Middle class and freelancer didn’t benefit of state aid, however. In the following we will concentrate on buying behavior in art market.
Artists normally are self- employed persons, if we abandon salaried graphic designers, employees in movie industry and artisans. They offer the art works created by direct marketing, in galleries or art fairs. Those, who are very lucky, get mandates by public agencies, or are invited to exhibit in museums. Commonly art works are regarded as luxury goods; people don’t need them to fulfill their primary personal needs. So it’s apparent, that citizens in social misery first save expenses by not buying ‘luxury goods’.
However, when an artist presents his works in a gallery or at an art fair, he will be surprised by big number of applauding visitors. They intensely busy themselves with shown pictures, objects and installations, debate over styles and saying, compare and analyze. Presenting artist is ravished and overwhelmed by interest; but then the possible customers vanish – even without an attempt of bargaining. In next section of gallery or art fair the game starts again. Visitors – holding a glass of sponsored champagne and tasting delicatessen finger food offered – admire, debate and disappear, and the presenting artist lost another chance to earn money for his living by selling an artwork.
Why do art lovers act that way? They just look upon those exhibitions as a temporary place to get inspired for a short time. Later, when having an excellent dinner with friends, they go on with debating and evaluating recent art. Right from the start they never planned to buy an art work. ‘Luxury goods’ are made for watching and discussing about, but not for buying them; we are living in times of economical crisis – see above.
On the other hand, every now and then newspapers or magazines give an account of a new world record, when a painting of Renoir or van Gogh realized an enormous price at an art auction. Christie’s or Sotheby’s frequently achieve an unbelievable price- performance ratio, when offering art works. So there is a market for art, and there are customers, who are willing to spend millions of dollars for it.
Are those customers of auctions art lovers? They are rather financial investors. In the 80ies of past century Japanese banking companies started buying highest rated art works of the impressionism era; they often locked the purchased merchandise behind the solid walls of safes, and waited. They waited for a further rise in prices, to sell the art works again with nice proceeds. They made art works part of their financial circuits.

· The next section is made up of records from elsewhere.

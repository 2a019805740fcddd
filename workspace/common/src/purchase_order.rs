use crate::converters::{
    decimal, first_of_array_text, parse_amount, parse_quantity, record_id, text, text_or,
};
use rust_decimal::Decimal;
use serde::{Deserialize, Serialize};
use serde_json::Value;
use validator::{Validate, ValidationError};

/// Supplier purchase order as listed in the registry table.
#[derive(Debug, Clone, PartialEq, Serialize, Deserialize)]
pub struct PurchaseOrderRow {
    pub id: String,
    pub po_id: String,
    pub so_id: String,
    pub project_name: String,
    pub supplier_name: String,
    pub status: String,
    pub total_amount: Decimal,
    #[serde(skip)]
    pub raw: Value,
}

impl PurchaseOrderRow {
    /// Project and supplier names come from the joined `projectDetails` /
    /// `supplierDetails` arrays when present, otherwise from flat fields.
    pub fn from_record(record: &Value) -> Self {
        let mut project_name =
            first_of_array_text(record, "projectDetails", &["project_name", "projectName"]);
        if project_name.is_empty() {
            project_name = text(record, &["projectName", "project_name"]);
        }

        let mut supplier_name =
            first_of_array_text(record, "supplierDetails", &["supplier_name", "supplierName"]);
        if supplier_name.is_empty() {
            supplier_name = text(record, &["supplierName", "supplier_name"]);
        }

        Self {
            id: record_id(record),
            po_id: text(record, &["poId", "po_id", "po_number"]),
            so_id: text(record, &["soId", "so_id"]),
            project_name,
            supplier_name,
            status: text_or(record, &["status"], "draft"),
            total_amount: decimal(record, &["totalAmount", "total_amount"]),
            raw: record.clone(),
        }
    }
}

#[derive(Debug, Clone, Default, PartialEq, Serialize)]
pub struct PurchaseOrderItemForm {
    pub description: String,
    pub quantity: String,
    pub uom: String,
    pub rate: String,
}

#[derive(Debug, Clone, PartialEq, Validate)]
pub struct PurchaseOrderForm {
    #[validate(length(min = 1, message = "Project is required"))]
    pub project_id: String,
    #[validate(length(min = 1, message = "Supplier is required"))]
    pub supplier_id: String,
    /// Optional linked sales order.
    pub so_id: String,
    pub status: String,
    #[validate(custom(function = "validate_items"))]
    pub items: Vec<PurchaseOrderItemForm>,
}

impl Default for PurchaseOrderForm {
    fn default() -> Self {
        Self {
            project_id: String::new(),
            supplier_id: String::new(),
            so_id: String::new(),
            status: "draft".to_string(),
            items: Vec::new(),
        }
    }
}

fn validate_items(items: &[PurchaseOrderItemForm]) -> Result<(), ValidationError> {
    if items.is_empty() {
        return Err(ValidationError::new("items").with_message("Please add at least one item".into()));
    }
    if items.iter().any(|item| item.description.trim().is_empty()) {
        return Err(ValidationError::new("items").with_message("Item description is required".into()));
    }
    if items.iter().any(|item| parse_quantity(&item.quantity) <= 0) {
        return Err(ValidationError::new("items").with_message("Quantity must be greater than 0".into()));
    }
    Ok(())
}

impl From<&PurchaseOrderRow> for PurchaseOrderForm {
    fn from(row: &PurchaseOrderRow) -> Self {
        let raw = &row.raw;
        let items = raw
            .get("items")
            .and_then(Value::as_array)
            .map(|items| {
                items
                    .iter()
                    .map(|item| PurchaseOrderItemForm {
                        description: text(item, &["description"]),
                        quantity: text(item, &["quantity", "qty"]),
                        uom: text(item, &["uom"]),
                        rate: text(item, &["rate"]),
                    })
                    .collect()
            })
            .unwrap_or_default();

        Self {
            project_id: text(raw, &["projectId", "project_id"]),
            supplier_id: text(raw, &["supplierId", "supplier_id"]),
            so_id: row.so_id.clone(),
            status: row.status.to_lowercase(),
            items,
        }
    }
}

#[derive(Debug, Clone, PartialEq, Serialize)]
pub struct PurchaseOrderItemPayload {
    pub description: String,
    pub quantity: i64,
    pub uom: String,
    pub rate: f64,
}

/// Body of `/supplierpo/add`.
#[derive(Debug, Clone, PartialEq, Serialize)]
pub struct CreatePurchaseOrderPayload {
    #[serde(rename = "projectId")]
    pub project_id: String,
    #[serde(rename = "supplierId")]
    pub supplier_id: String,
    #[serde(rename = "soId", skip_serializing_if = "String::is_empty")]
    pub so_id: String,
    pub items: Vec<PurchaseOrderItemPayload>,
}

impl From<&PurchaseOrderForm> for CreatePurchaseOrderPayload {
    fn from(form: &PurchaseOrderForm) -> Self {
        Self {
            project_id: form.project_id.clone(),
            supplier_id: form.supplier_id.clone(),
            so_id: form.so_id.clone(),
            items: items(form),
        }
    }
}

/// Body of `/supplierpo/update`; only the line items are editable.
#[derive(Debug, Clone, PartialEq, Serialize)]
pub struct UpdatePurchaseOrderPayload {
    #[serde(rename = "supplierPOId")]
    pub supplier_po_id: String,
    pub items: Vec<PurchaseOrderItemPayload>,
}

impl UpdatePurchaseOrderPayload {
    pub fn new(id: &str, form: &PurchaseOrderForm) -> Self {
        Self {
            supplier_po_id: id.to_string(),
            items: items(form),
        }
    }
}

fn items(form: &PurchaseOrderForm) -> Vec<PurchaseOrderItemPayload> {
    form.items
        .iter()
        .map(|item| PurchaseOrderItemPayload {
            description: item.description.clone(),
            quantity: parse_quantity(&item.quantity),
            uom: item.uom.clone(),
            rate: parse_amount(&item.rate),
        })
        .collect()
}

Few living artists managed to integrate those circuits, like Damien Hirst from Great Britain, who in 2008 managed to let Sotheby’s auction part of his art works for total proceeds of 200 million dollars – within 2 days. At same time financial crisis in USA and Europe reached its first peak. Later Hirst himself stated, that this auction was a proof, that inhumanity prevailed over humanity. He called the event ‘bestiality of doom and mendacity”.
And the prosperous art collectors? They still exist with their hidden private museums, with their foundations and their infrequent public appearance. Some of them indeed act as patrons for (still unknown) artists, buy their art works and so enable living and development of artists. But their number is delimited, and so very few artists can partake.
The majority of wealthy art collectors first consult their analysts from banking companies, who actually often give the advice not to reinvest in art in times of financial crisis.
And so another circuit is closing: Those, who caused the financial crisis, which heavily reduced market opportunities for artists, exert their influence to partition artists from the recovering markets. It’s always been a hard job earning his livelihood as an artist; but in time of financial crisis it is much worse.